DIRECTIONS FOR THIS TASK:
Down to the last character, transcribe every record.
====
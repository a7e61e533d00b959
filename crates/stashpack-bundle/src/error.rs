//! Error types for packaging operations.

use stashpack_core::CoreError;
use std::path::PathBuf;
use thiserror::Error;

/// Errors that can occur while packaging a plugin.
///
/// Every variant names the plugin (or artifact) it concerns so batch
/// drivers can report one line per failure.
#[derive(Debug, Error)]
pub enum BuildError {
    /// Plugin source directory does not exist.
    #[error("{plugin}: source directory not found: {}", path.display())]
    SourceNotFound { plugin: String, path: PathBuf },

    /// Nothing left to package after filtering.
    #[error("{plugin}: no files to package in {}", path.display())]
    EmptySource { plugin: String, path: PathBuf },

    /// Plugin manifest missing or unreadable.
    #[error("{plugin}: {source}")]
    Manifest { plugin: String, source: CoreError },

    /// I/O error during staging or writing the artifact.
    #[error("{plugin}: I/O error at {}: {source}", path.display())]
    Io {
        plugin: String,
        path: PathBuf,
        source: std::io::Error,
    },

    /// Source tree traversal failed.
    #[error("{plugin}: failed to walk source tree: {source}")]
    Walk {
        plugin: String,
        source: walkdir::Error,
    },

    /// ZIP archive error.
    #[error("{plugin}: archive error: {source}")]
    Archive {
        plugin: String,
        source: zip::result::ZipError,
    },
}

impl BuildError {
    /// Name of the plugin or artifact the error concerns.
    pub fn plugin(&self) -> &str {
        match self {
            BuildError::SourceNotFound { plugin, .. }
            | BuildError::EmptySource { plugin, .. }
            | BuildError::Manifest { plugin, .. }
            | BuildError::Io { plugin, .. }
            | BuildError::Walk { plugin, .. }
            | BuildError::Archive { plugin, .. } => plugin,
        }
    }

    /// Whether the failure only concerns this plugin.
    ///
    /// Plugin-scoped failures let a batch carry on with its siblings; the
    /// rest (disk, permissions, archive writer) abort the run.
    pub fn is_plugin_scoped(&self) -> bool {
        matches!(
            self,
            BuildError::SourceNotFound { .. }
                | BuildError::EmptySource { .. }
                | BuildError::Manifest { .. }
        )
    }

    pub(crate) fn io(plugin: &str, path: impl Into<PathBuf>, source: std::io::Error) -> Self {
        BuildError::Io {
            plugin: plugin.to_string(),
            path: path.into(),
            source,
        }
    }

    pub(crate) fn archive(plugin: &str, source: zip::result::ZipError) -> Self {
        BuildError::Archive {
            plugin: plugin.to_string(),
            source,
        }
    }
}

#[cfg(test)]
mod tests {
    #![allow(non_snake_case)]

    use super::*;

    #[test]
    fn BuildError___source_not_found___displays_plugin_and_path() {
        let err = BuildError::SourceNotFound {
            plugin: "Missing".to_string(),
            path: PathBuf::from("plugins/Missing"),
        };

        assert_eq!(
            err.to_string(),
            "Missing: source directory not found: plugins/Missing"
        );
    }

    #[test]
    fn BuildError___io___displays_path_and_cause() {
        let err = BuildError::io(
            "Sync",
            "dist/Sync-1.0.0.zip",
            std::io::Error::new(std::io::ErrorKind::PermissionDenied, "access denied"),
        );

        let msg = err.to_string();
        assert!(msg.starts_with("Sync: I/O error at dist/Sync-1.0.0.zip"));
        assert!(msg.contains("access denied"));
    }

    #[test]
    fn BuildError___manifest___wraps_core_error() {
        let err = BuildError::Manifest {
            plugin: "Sync".to_string(),
            source: CoreError::ManifestNotFound {
                dir: PathBuf::from("plugins/Sync"),
            },
        };

        assert_eq!(
            err.to_string(),
            "Sync: no plugin manifest found in plugins/Sync"
        );
        assert_eq!(err.plugin(), "Sync");
    }

    #[test]
    fn BuildError___plugin_scoped___only_source_and_manifest_problems() {
        let missing = BuildError::SourceNotFound {
            plugin: "a".into(),
            path: PathBuf::new(),
        };
        let empty = BuildError::EmptySource {
            plugin: "a".into(),
            path: PathBuf::new(),
        };
        let io = BuildError::io("a", "x", std::io::Error::other("disk full"));
        let archive = BuildError::archive("a", zip::result::ZipError::FileNotFound);

        assert!(missing.is_plugin_scoped());
        assert!(empty.is_plugin_scoped());
        assert!(!io.is_plugin_scoped());
        assert!(!archive.is_plugin_scoped());
    }
}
====
WRITTEN SOLUTION:
repository a7e61e533d00b959
filename crates/stashpack-bundle/src/error.rs
//! Error types for packaging operations.

use stashpack_core::CoreError;
use std::path::PathBuf;
use thiserror::Error;

/// Errors that can occur while packaging a plugin.
///
/// Every variant names the plugin (or artifact) it concerns so batch
/// drivers can report one line per failure.
#[derive(Debug, Error)]
pub enum BuildError {
    /// Plugin source directory does not exist.
    #[error("{plugin}: source directory not found: {}", path.display())]
    SourceNotFound { plugin: String, path: PathBuf },

    /// Nothing left to package after filtering.
    #[error("{plugin}: no files to package in {}", path.display())]
    EmptySource { plugin: String, path: PathBuf },

    /// Plugin manifest missing or unreadable.
    #[error("{plugin}: {source}")]
    Manifest { plugin: String, source: CoreError },

    /// I/O error during staging or writing the artifact.
    #[error("{plugin}: I/O error at {}: {source}", path.display())]
    Io {
        plugin: String,
        path: PathBuf,
        source: std::io::Error,
    },

    /// Source tree traversal failed.
    #[error("{plugin}: failed to walk source tree: {source}")]
    Walk {
        plugin: String,
        source: walkdir::Error,
    },

    /// ZIP archive error.
    #[error("{plugin}: archive error: {source}")]
    Archive {
        plugin: String,
        source: zip::result::ZipError,
    },
}

impl BuildError {
    /// Name of the plugin or artifact the error concerns.
    pub fn plugin(&self) -> &str {
        match self {
            BuildError::SourceNotFound { plugin, .. }
            | BuildError::EmptySource { plugin, .. }
            | BuildError::Manifest { plugin, .. }
            | BuildError::Io { plugin, .. }
            | BuildError::Walk { plugin, .. }
            | BuildError::Archive { plugin, .. } => plugin,
        }
    }

    /// Whether the failure only concerns this plugin.
    ///
    /// Plugin-scoped failures let a batch carry on with its siblings; the
    /// rest (disk, permissions, archive writer) abort the run.
    pub fn is_plugin_scoped(&self) -> bool {
        matches!(
            self,
            BuildError::SourceNotFound { .. }
                | BuildError::EmptySource { .. }
                | BuildError::Manifest { .. }
        )
    }

    pub(crate) fn io(plugin: &str, path: impl Into<PathBuf>, source: std::io::Error) -> Self {
        BuildError::Io {
            plugin: plugin.to_string(),
            path: path.into(),
            source,
        }
    }

    pub(crate) fn archive(plugin: &str, source: zip::result::ZipError) -> Self {
        BuildError::Archive {
            plugin: plugin.to_string(),
            source,
        }
    }
}

#[cfg(test)]
mod tests {
    #![allow(non_snake_case)]

    use super::*;

    #[test]
    fn BuildError___source_not_found___displays_plugin_and_path() {
        let err = BuildError::SourceNotFound {
            plugin: "Missing".to_string(),
            path: PathBuf::from("plugins/Missing"),
        };

        assert_eq!(
            err.to_string(),
            "Missing: source directory not found: plugins/Missing"
        );
    }

    #[test]
    fn BuildError___io___displays_path_and_cause() {
        let err = BuildError::io(
            "Sync",
            "dist/Sync-1.0.0.zip",
            std::io::Error::new(std::io::ErrorKind::PermissionDenied, "access denied"),
        );

        let msg = err.to_string();
        assert!(msg.starts_with("Sync: I/O error at dist/Sync-1.0.0.zip"));
        assert!(msg.contains("access denied"));
    }

    #[test]
    fn BuildError___manifest___wraps_core_error() {
        let err = BuildError::Manifest {
            plugin: "Sync".to_string(),
            source: CoreError::ManifestNotFound {
                dir: PathBuf::from("plugins/Sync"),
            },
        };

        assert_eq!(
            err.to_string(),
            "Sync: no plugin manifest found in plugins/Sync"
        );
        assert_eq!(err.plugin(), "Sync");
    }

    #[test]
    fn BuildError___plugin_scoped___only_source_and_manifest_problems() {
        let missing = BuildError::SourceNotFound {
            plugin: "a".into(),
            path: PathBuf::new(),
        };
        let empty = BuildError::EmptySource {
            plugin: "a".into(),
            path: PathBuf::new(),
        };
        let io = BuildError::io("a", "x", std::io::Error::other("disk full"));
        let archive = BuildError::archive("a", zip::result::ZipError::FileNotFound);

        assert!(missing.is_plugin_scoped());
        assert!(empty.is_plugin_scoped());
        assert!(!io.is_plugin_scoped());
        assert!(!archive.is_plugin_scoped());
    }
}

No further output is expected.